If it weren't for their obvious need, you could very well imagine them as friends, Romans, countrymen.
But I fear that many of my fellow citizens would rather not do so.
It might force them to realize that San Francisco is not a kind city at times.
I'm in constant awe of people who manage to treat others gently, no matter how rushed they are and no matter what the situation.
Someone who can just act natural and decent, even when circumstances might prompt irritation or frustration.
In San Francisco, that ability is a bit rare. The average urbanite can be cynical and brittle. As well as self-centered.
It didn't used to be like that, but we are more anonymous than we were years ago.
Text messages and social networking sites have made matters worse while in some ways alleviating the problem. Do you really need to interact with strangers, when your 'friends' are at your fingertips?
Instantaneous access to the same people always.
There is no need for the social graces.
I have never owned a cell-phone.
Consequently I don't text.
Nor do I tweeter.
I'm quite willing to call others on their cell-phone and chat, because I realize that their land-line might be tied up by a teenager using the computer.
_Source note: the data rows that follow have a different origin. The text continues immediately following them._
// Copyright (C) 2026  ACAI Contributors
//
// This program is free software: you can redistribute it and/or modify
// it under the terms of the GNU Affero General Public License as published by
// the Free Software Foundation, either version 3 of the License, or
// (at your option) any later version.
//
// This program is distributed in the hope that it will be useful,
// but WITHOUT ANY WARRANTY; without even the implied warranty of
// MERCHANTABILITY or FITNESS FOR A PARTICULAR PURPOSE.  See the
// GNU Affero General Public License for more details.
//
// You should have received a copy of the GNU Affero General Public License
// along with this program.  If not, see <https://www.gnu.org/licenses/>.

use crate::error::{ConfigError, ConfigResult};
use crate::schema::{
    ConfigFile, Endpoints, Profile, ProfileSection, Settings, DEFAULT_LE_ROOT, DEFAULT_SECTION,
};
use crate::validation::Validator;
use ini::{Ini, ParseOption};
use std::io::ErrorKind;
use std::path::{Path, PathBuf};
use tokio::fs;
use tracing::{debug, info};

/// System-wide configuration, read first.
pub const SYSTEM_CONFIG_PATH: &str = "/etc/acai.conf";

/// Per-user configuration file name, relative to the home directory.
pub const USER_CONFIG_FILE: &str = ".acai.conf";

/// One configuration file in the layering order.
#[derive(Debug, Clone, PartialEq, Eq)]
pub struct ConfigLayer {
    pub path: PathBuf,
    /// Required layers must exist; optional ones are skipped when absent.
    pub required: bool,
}

impl ConfigLayer {
    /// Layer that is skipped when the file does not exist.
    pub fn optional(path: impl Into<PathBuf>) -> Self {
        ConfigLayer { path: path.into(), required: false }
    }

    /// Layer whose absence is an error.
    pub fn required(path: impl Into<PathBuf>) -> Self {
        ConfigLayer { path: path.into(), required: true }
    }
}

/// Configuration loader
pub struct ConfigLoader {
    layers: Vec<ConfigLayer>,
}

impl ConfigLoader {
    /// Loader over the standard layers: `/etc/acai.conf`, then `~/.acai.conf`.
    pub fn new() -> Self {
        let mut layers = vec![ConfigLayer::optional(SYSTEM_CONFIG_PATH)];
        if let Some(home) = dirs::home_dir() {
            layers.push(ConfigLayer::optional(home.join(USER_CONFIG_FILE)));
        }
        ConfigLoader { layers }
    }

    /// Loader over an explicit list of layers, earliest first.
    pub fn with_layers(layers: Vec<ConfigLayer>) -> Self {
        ConfigLoader { layers }
    }

    /// Append a layer that overrides everything before it.
    pub fn push_layer(mut self, layer: ConfigLayer) -> Self {
        self.layers.push(layer);
        self
    }

    /// Layers in read order
    pub fn layers(&self) -> &[ConfigLayer] {
        &self.layers
    }

    /// Read and merge every layer.
    pub async fn load(&self) -> ConfigResult<ConfigFile> {
        let mut merged = ConfigFile::new();

        for layer in &self.layers {
            let Some(file) = self.load_layer(layer).await? else {
                continue;
            };
            merge_files(&mut merged, file);
        }

        Ok(merged)
    }

    /// Resolve one profile into validated settings, applying `ACAI_*`
    /// environment overrides.
    pub async fn resolve(&self, name: &str) -> ConfigResult<Settings> {
        let file = self.load().await?;
        resolve_profile(&file, name, |var| std::env::var(var).ok())
    }

    async fn load_layer(&self, layer: &ConfigLayer) -> ConfigResult<Option<ConfigFile>> {
        debug!("Loading configuration from: {}", layer.path.display());

        let content = match fs::read_to_string(&layer.path).await {
            Ok(content) => content,
            Err(e) if e.kind() == ErrorKind::NotFound && !layer.required => {
                debug!("Skipping absent configuration file: {}", layer.path.display());
                return Ok(None);
            }
            Err(e) if e.kind() == ErrorKind::NotFound => {
                return Err(ConfigError::FileNotFound(layer.path.clone()));
            }
            Err(source) => {
                return Err(ConfigError::IoError {
                    path: layer.path.clone(),
                    source,
                });
            }
        };

        let file = parse_config(&content, &layer.path)?;
        info!(
            "Loaded configuration file {} ({} sections)",
            layer.path.display(),
            file.len()
        );
        Ok(Some(file))
    }
}

impl Default for ConfigLoader {
    fn default() -> Self {
        Self::new()
    }
}

/// Parse one INI configuration file. `origin` is only used in errors.
///
/// Values are taken literally, without quote stripping or backslash escapes,
/// so secrets survive as written.
pub fn parse_config(content: &str, origin: &Path) -> ConfigResult<ConfigFile> {
    let option = ParseOption {
        enabled_quote: false,
        enabled_escape: false,
        ..ParseOption::default()
    };
    let ini = Ini::load_from_str_opt(content, option)
        .map_err(|e| ConfigError::parse(origin, e.to_string()))?;

    let mut file = ConfigFile::new();
    for (name, properties) in ini.iter() {
        let Some(name) = name else {
            if let Some((key, _)) = properties.iter().next() {
                return Err(ConfigError::parse(
                    origin,
                    format!("key '{}' appears before any [section] header", key),
                ));
            }
            continue;
        };

        let section = file.entry(name.to_string()).or_default();
        for (key, value) in properties.iter() {
            if !section.set(key, value) {
                debug!(section = name, key, "Ignoring unknown configuration key");
            }
        }
    }

    Ok(file)
}

/// Merge `overlay` into `base` (overlay takes precedence, key by key).
pub fn merge_files(base: &mut ConfigFile, overlay: ConfigFile) {
    for (name, section) in overlay {
        base.entry(name).or_default().merge_from(&section);
    }
}

/// Turn a merged file into settings for profile `name`.
///
/// Keys missing from `[name]` fall back to `[DEFAULT]`.
///
/// `env` looks up override variables; it is a parameter so callers other
/// than [`ConfigLoader::resolve`] can supply their own environment.
pub fn resolve_profile<F>(file: &ConfigFile, name: &str, env: F) -> ConfigResult<Settings>
where
    F: Fn(&str) -> Option<String>,
{
    let named = file
        .get(name)
        .ok_or_else(|| ConfigError::UnknownProfile(name.to_string()))?;

    let mut section = file.get(DEFAULT_SECTION).cloned().unwrap_or_default();
    section.merge_from(named);

    if let Some(value) = env("ACAI_API_KEY") {
        section.api_key = Some(value);
    }
    if let Some(value) = env("ACAI_API_SECRET") {
        section.api_secret = Some(value);
    }

    section.validate()?;

    let profile = into_profile(name, section)?;
    profile.validate()?;

    let le_root = env("ACAI_LE_ROOT")
        .map(PathBuf::from)
        .unwrap_or_else(|| PathBuf::from(DEFAULT_LE_ROOT));

    let mut endpoints = Endpoints::default();
    if let Some(value) = env("ACAI_API_BASE_URL") {
        endpoints.api_base_url = value.trim_end_matches('/').to_string();
    }
    if let Some(value) = env("ACAI_AUTH_URL") {
        endpoints.auth_url = value;
    }
    endpoints.validate()?;

    debug!(profile = name, cert_name = %profile.cert_name, "Resolved profile");

    Ok(Settings {
        profile,
        le_root,
        endpoints,
    })
}

fn into_profile(name: &str, section: ProfileSection) -> ConfigResult<Profile> {
    let required = |value: Option<String>, field: &str| {
        value.ok_or_else(|| ConfigError::missing(field))
    };

    Ok(Profile {
        name: name.to_string(),
        api_key: required(section.api_key, "API key or secret")?,
        api_secret: required(section.api_secret, "API key or secret")?,
        application_id: required(section.application, "application")?,
        environment_name: required(section.acquia_environment, "acquia_environment")?,
        cert_name: section.cert_name.unwrap_or_else(|| name.to_string()),
    })
}

#[cfg(test)]
#[allow(clippy::unwrap_used)]
mod tests {
    use super::*;
    use std::collections::HashMap;

    const PROD: &str = "
[prod]
api_key = key
api_secret = secret
application = app-uuid
acquia_environment = prod
";

    fn no_env(_: &str) -> Option<String> {
        None
    }

    #[test]
    fn test_cert_name_defaults_to_profile_name() {
        let file = parse_config(PROD, Path::new("test.conf")).unwrap();
        let settings = resolve_profile(&file, "prod", no_env).unwrap();
        assert_eq!(settings.profile.cert_name, "prod");
        assert_eq!(settings.profile.environment_name, "prod");
        assert_eq!(settings.le_root, PathBuf::from(DEFAULT_LE_ROOT));
    }

    #[test]
    fn test_unknown_profile() {
        let file = parse_config(PROD, Path::new("test.conf")).unwrap();
        let err = resolve_profile(&file, "stage", no_env).unwrap_err();
        assert!(matches!(err, ConfigError::UnknownProfile(ref name) if name == "stage"));
    }

    #[test]
    fn test_env_overrides() {
        let file = parse_config(PROD, Path::new("test.conf")).unwrap();
        let vars: HashMap<&str, &str> = [
            ("ACAI_API_SECRET", "from-env"),
            ("ACAI_LE_ROOT", "/tmp/live"),
            ("ACAI_API_BASE_URL", "http://127.0.0.1:9000/api/"),
        ]
        .into_iter()
        .collect();

        let settings =
            resolve_profile(&file, "prod", |k| vars.get(k).map(|v| v.to_string())).unwrap();

        assert_eq!(settings.profile.api_secret, "from-env");
        assert_eq!(settings.profile.api_key, "key");
        assert_eq!(settings.le_root, PathBuf::from("/tmp/live"));
        assert_eq!(settings.endpoints.api_base_url, "http://127.0.0.1:9000/api");
    }

    #[test]
    fn test_env_can_supply_missing_credentials() {
        let file = parse_config(
            "[dev]\napplication = app\nacquia_environment = dev\n",
            Path::new("test.conf"),
        )
        .unwrap();
        assert!(resolve_profile(&file, "dev", no_env).is_err());

        let settings = resolve_profile(&file, "dev", |k| match k {
            "ACAI_API_KEY" => Some("k".into()),
            "ACAI_API_SECRET" => Some("s".into()),
            _ => None,
        })
        .unwrap();
        assert_eq!(settings.profile.api_key, "k");
    }

    #[test]
    fn test_parse_error_names_file() {
        let err = parse_config("[prod\napi_key = k\n", Path::new("/etc/acai.conf")).unwrap_err();
        assert!(err.to_string().contains("/etc/acai.conf"));
    }

    #[test]
    fn test_merge_files_keeps_other_sections() {
        let mut base = parse_config(PROD, Path::new("a")).unwrap();
        let overlay = parse_config(
            "[prod]\napi_key = user\n[dev]\ncert_name = dev.example.gov\n",
            Path::new("b"),
        )
        .unwrap();

        merge_files(&mut base, overlay);

        assert_eq!(base.len(), 2);
        assert_eq!(base["prod"].api_key.as_deref(), Some("user"));
        assert_eq!(base["prod"].api_secret.as_deref(), Some("secret"));
        assert_eq!(base["dev"].cert_name.as_deref(), Some("dev.example.gov"));
    }

    #[test]
    fn test_unquoted_values_are_read_verbatim() {
        let file = parse_config(
            "# managed by ops\n\
             [prod]\n\
             api_key = 1a2b3c\n\
             api_secret = s3cr3t+/==\n\
             application = a47ac10b-58cc-4372-a567-0e02b2c3d479\n\
             acquia_environment = prod\n\
             cert_name = www.example.gov\n",
            Path::new("/etc/acai.conf"),
        )
        .unwrap();

        let settings = resolve_profile(&file, "prod", no_env).unwrap();
        assert_eq!(settings.profile.api_key, "1a2b3c");
        assert_eq!(settings.profile.api_secret, "s3cr3t+/==");
        assert_eq!(
            settings.profile.application_id,
            "a47ac10b-58cc-4372-a567-0e02b2c3d479"
        );
        assert_eq!(settings.profile.cert_name, "www.example.gov");
    }

    #[test]
    fn test_default_section_fills_missing_keys() {
        let file = parse_config(
            "[DEFAULT]\n\
             api_key = shared-key\n\
             api_secret = shared-secret\n\
             application = app-uuid\n\
             [prod]\n\
             acquia_environment = prod\n\
             [test]\n\
             api_key = test-key\n\
             acquia_environment = test\n",
            Path::new("test.conf"),
        )
        .unwrap();

        let prod = resolve_profile(&file, "prod", no_env).unwrap();
        assert_eq!(prod.profile.api_key, "shared-key");
        assert_eq!(prod.profile.application_id, "app-uuid");

        let test = resolve_profile(&file, "test", no_env).unwrap();
        assert_eq!(test.profile.api_key, "test-key");
        assert_eq!(test.profile.api_secret, "shared-secret");
        assert_eq!(test.profile.cert_name, "test");
    }

    #[test]
    fn test_default_section_alone_does_not_create_profiles() {
        let file = parse_config("[DEFAULT]\napplication = app\n", Path::new("test.conf")).unwrap();
        let err = resolve_profile(&file, "prod", no_env).unwrap_err();
        assert!(matches!(err, ConfigError::UnknownProfile(_)));
    }

    #[test]
    fn test_key_before_section_is_rejected() {
        let err = parse_config("api_key = k\n[prod]\n", Path::new("/etc/acai.conf")).unwrap_err();
        assert!(matches!(err, ConfigError::ParseError { .. }));
        assert!(err.to_string().contains("api_key"));
    }
}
Or there might be other perfectly rational explanations for why they aren't near the phone jack, such as their goat or their pet rabbits having chewed through all the cords, or inquisitive relatives listening in.
They have good reasons for cellularity.
But by and large, if you need to speak with me, there's my office phone or my home number.
If I'm not near either of those, you'll have to meet me somewhere.
I'll gladly talk with you in person, I would love to hear what you have to say.
As well as see your facial expressions..... the arched eyebrow, the twitch in the corner of your mouth as you keep from giggling, the bemused expression, or the lips parted in surprise or pleasure.....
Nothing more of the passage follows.